And that's bad for the oil patches of red states like Texas and North Dakota.

  Some are projecting 100,000 layoffs in the energy sector. Texas is certain to take some lumps.

 The slump may push Texas into a “painful regional recession,” Michael Feroli, chief U.S. economist at JPMorgan Chase & Co. in New York, wrote in a Dec. 18 report.
   Texas pumps 37 percent of U.S. oil output, EIA data show. The oil and gas industry accounts for 11 percent of the state’s economy, according to Feroli. The effects may extend to housing and other businesses, he wrote.
 The majority of Texas energy production is still by conventional means. North Dakota, on the other hand, relies heavily on fracking, so they are looking at hard times.
   Already oil rigs are being shut down at the fastest pace in six years.
 “At $50 oil, half the U.S. rig count is at risk,” R.T. Dukes, an upstream analyst at Wood Mackenzie Ltd., said by telephone from Houston. “What happened in the last quarter foreshadows what’s going to be a tough year for operators. It’s looking worse and worse by the day.”
 Employment in the support services for oil and gas operations has risen 70% since mid-2009. Employment in oil and gas extraction has risen 34% over the same time period.

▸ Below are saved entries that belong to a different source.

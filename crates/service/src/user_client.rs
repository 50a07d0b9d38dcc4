// HTTP client for the remote user service

use async_trait::async_trait;
use expense_core::UserRecord;
use reqwest::Url;
use thiserror::Error;

#[derive(Error, Debug, Clone, PartialEq)]
pub enum DirectoryError {
    /// Connection, TLS or read failure
    #[error("transport error: {0}")]
    Transport(String),

    #[error("user service returned {status}: {body}")]
    Status { status: u16, body: String },

    /// Success status with a body that is not a user record
    #[error("malformed response: {0}")]
    Malformed(String),

    /// The configured base URL cannot address a user resource
    #[error("invalid user service url: {0}")]
    InvalidUrl(String),
}

/// Lookup of user records in the remote user service
#[async_trait]
pub trait UserDirectory: Send + Sync {
    async fn get_user_by_id(&self, user_id: i64) -> Result<UserRecord, DirectoryError>;

    async fn get_user_by_username(&self, username: &str) -> Result<UserRecord, DirectoryError>;
}

/// [`UserDirectory`] over the user service's REST API
///
/// `GET {base}/user/{id}` and `GET {base}/user/username/{name}`.
pub struct HttpUserDirectory {
    base_url: String,
    http: reqwest::Client,
}

impl HttpUserDirectory {
    pub fn new(base_url: &str) -> Self {
        Self::with_client(base_url, reqwest::Client::new())
    }

    pub fn with_client(base_url: &str, http: reqwest::Client) -> Self {
        Self {
            base_url: base_url.trim_end_matches('/').to_string(),
            http,
        }
    }

    pub fn base_url(&self) -> &str {
        &self.base_url
    }

    /// Base URL extended by `segments`, each percent-encoded as one path
    /// segment
    fn endpoint(&self, segments: &[&str]) -> Result<Url, DirectoryError> {
        let mut url = Url::parse(&self.base_url)
            .map_err(|e| DirectoryError::InvalidUrl(format!("{}: {e}", self.base_url)))?;
        url.path_segments_mut()
            .map_err(|()| DirectoryError::InvalidUrl(self.base_url.clone()))?
            .pop_if_empty()
            .extend(segments);
        Ok(url)
    }

    async fn fetch(&self, segments: &[&str]) -> Result<UserRecord, DirectoryError> {
        let url = self.endpoint(segments)?;
        let response = self
            .http
            .get(url)
            .send()
            .await
            .map_err(|e| DirectoryError::Transport(e.to_string()))?;

        let status = response.status();
        if !status.is_success() {
            let body = response.text().await.unwrap_or_default();
            return Err(DirectoryError::Status {
                status: status.as_u16(),
                body,
            });
        }

        let bytes = response
            .bytes()
            .await
            .map_err(|e| DirectoryError::Transport(e.to_string()))?;
        serde_json::from_slice(&bytes).map_err(|e| DirectoryError::Malformed(e.to_string()))
    }
}

#[async_trait]
impl UserDirectory for HttpUserDirectory {
    async fn get_user_by_id(&self, user_id: i64) -> Result<UserRecord, DirectoryError> {
        self.fetch(&["user", &user_id.to_string()]).await
    }

    async fn get_user_by_username(&self, username: &str) -> Result<UserRecord, DirectoryError> {
        self.fetch(&["user", "username", username]).await
    }
}

#[cfg(test)]
mod tests {
    use super::*;
    use serde_json::json;
    use wiremock::matchers::{method, path};
    use wiremock::{Mock, MockServer, ResponseTemplate};

    #[tokio::test]
    async fn test_get_user_by_id() {
        let server = MockServer::start().await;
        Mock::given(method("GET"))
            .and(path("/user/7"))
            .respond_with(
                ResponseTemplate::new(200)
                    .set_body_json(json!({"id": 7, "username": "alice", "role": "USER"})),
            )
            .mount(&server)
            .await;

        let directory = HttpUserDirectory::new(&format!("{}/", server.uri()));
        let user = directory.get_user_by_id(7).await.unwrap();
        assert_eq!(user.id, 7);
        assert_eq!(user.username.as_deref(), Some("alice"));
    }

    #[tokio::test]
    async fn test_get_user_by_username() {
        let server = MockServer::start().await;
        Mock::given(method("GET"))
            .and(path("/user/username/bob"))
            .respond_with(ResponseTemplate::new(200).set_body_json(json!({"id": 9, "username": "bob"})))
            .mount(&server)
            .await;

        let directory = HttpUserDirectory::new(&server.uri());
        assert_eq!(directory.get_user_by_username("bob").await.unwrap().id, 9);
    }

    #[tokio::test]
    async fn test_username_is_encoded_as_one_segment() {
        let server = MockServer::start().await;
        Mock::given(method("GET"))
            .and(path("/user/username/a%2Fb%3Fc%23d"))
            .respond_with(ResponseTemplate::new(200).set_body_json(json!({"id": 11, "username": "a/b?c#d"})))
            .expect(1)
            .mount(&server)
            .await;

        let directory = HttpUserDirectory::new(&server.uri());
        let user = directory.get_user_by_username("a/b?c#d").await.unwrap();
        assert_eq!(user.id, 11);
    }

    #[tokio::test]
    async fn test_base_path_is_kept() {
        let server = MockServer::start().await;
        Mock::given(method("GET"))
            .and(path("/api/v1/user/3"))
            .respond_with(ResponseTemplate::new(200).set_body_json(json!({"id": 3})))
            .mount(&server)
            .await;

        let directory = HttpUserDirectory::new(&format!("{}/api/v1/", server.uri()));
        assert_eq!(directory.get_user_by_id(3).await.unwrap().id, 3);
    }

    #[tokio::test]
    async fn test_unusable_base_url() {
        let directory = HttpUserDirectory::new("not a url");
        assert!(matches!(
            directory.get_user_by_id(1).await.unwrap_err(),
            DirectoryError::InvalidUrl(_)
        ));

        let directory = HttpUserDirectory::new("mailto:users@example.com");
        assert!(matches!(
            directory.get_user_by_id(1).await.unwrap_err(),
            DirectoryError::InvalidUrl(_)
        ));
    }

    #[tokio::test]
    async fn test_error_status_is_reported() {
        let server = MockServer::start().await;
        Mock::given(method("GET"))
            .and(path("/user/404"))
            .respond_with(ResponseTemplate::new(404).set_body_string("no such user"))
            .mount(&server)
            .await;

        let directory = HttpUserDirectory::new(&server.uri());
        assert_eq!(
            directory.get_user_by_id(404).await.unwrap_err(),
            DirectoryError::Status {
                status: 404,
                body: "no such user".to_string()
            }
        );
    }

    #[tokio::test]
    async fn test_malformed_body() {
        let server = MockServer::start().await;
        Mock::given(method("GET"))
            .and(path("/user/1"))
            .respond_with(ResponseTemplate::new(200).set_body_string("<html>oops</html>"))
            .mount(&server)
            .await;

        let directory = HttpUserDirectory::new(&server.uri());
        assert!(matches!(
            directory.get_user_by_id(1).await.unwrap_err(),
            DirectoryError::Malformed(_)
        ));
    }

    #[tokio::test]
    async fn test_unreachable_service_is_transport_error() {
        let server = MockServer::start().await;
        let uri = server.uri();
        drop(server);

        let directory = HttpUserDirectory::new(&uri);
        assert!(matches!(
            directory.get_user_by_id(1).await.unwrap_err(),
            DirectoryError::Transport(_)
        ));
    }
}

  The thing to remember is that most job creation in the fracking industry comes up-front, so job losses will hit long before production falls.

 The most labor-intensive aspect of the oil-field industry is the construction and completion process for new wells, which requires the bulk of investment and provides the most income to the local economy.
   He predicts ramifications of the oil slide to show up in three to six months, because companies will complete works in progress according to contract.
 The price began crashing a couple months ago so the layoffs notices will really pick up on the oil patches any day.
  The Dallas Federal Reserve projects Texas will lose 125,000 jobs by the middle of this year.

  This slowdown is already projected to effect the state budgets of Texas, Wyoming, Louisiana, Oklahoma, North Dakota and Alaska.

  Some will point out correctly that oil sales from production is sold months or years ahead of time, so a temporary drop, no matter how steep, doesn't have an immediate effect.
   That statement is true, but it comes with two big caveats.
First of all, there is no way of knowing when those oil futures were agreed to. They could expire tomorrow, or three years from now.
  The other caveat is specific to the geology of fracking. Unlike traditional oil drilling, shale oil taps out very quickly. That is simple geology.

 the average decline of the world's conventional oil fields is about 5 percent per year. By comparison, the average decline of oil wells in North Dakota's booming Bakken shale oil field is 44 percent per year. Individual wells can see production declines of 70 percent or more in the first year.
   Shale gas wells face similarly swift depletion rates, so drillers need to keep plumbing new wells to make up for the shortfall at those that have gone anemic.
 The IEA states that the shale oil business needs to bring 2,500 new wells into production every year just to sustain production, and these shale fields will increasingly become more expensive to drill, “a rising percentage of supplies…require a higher breakeven price.”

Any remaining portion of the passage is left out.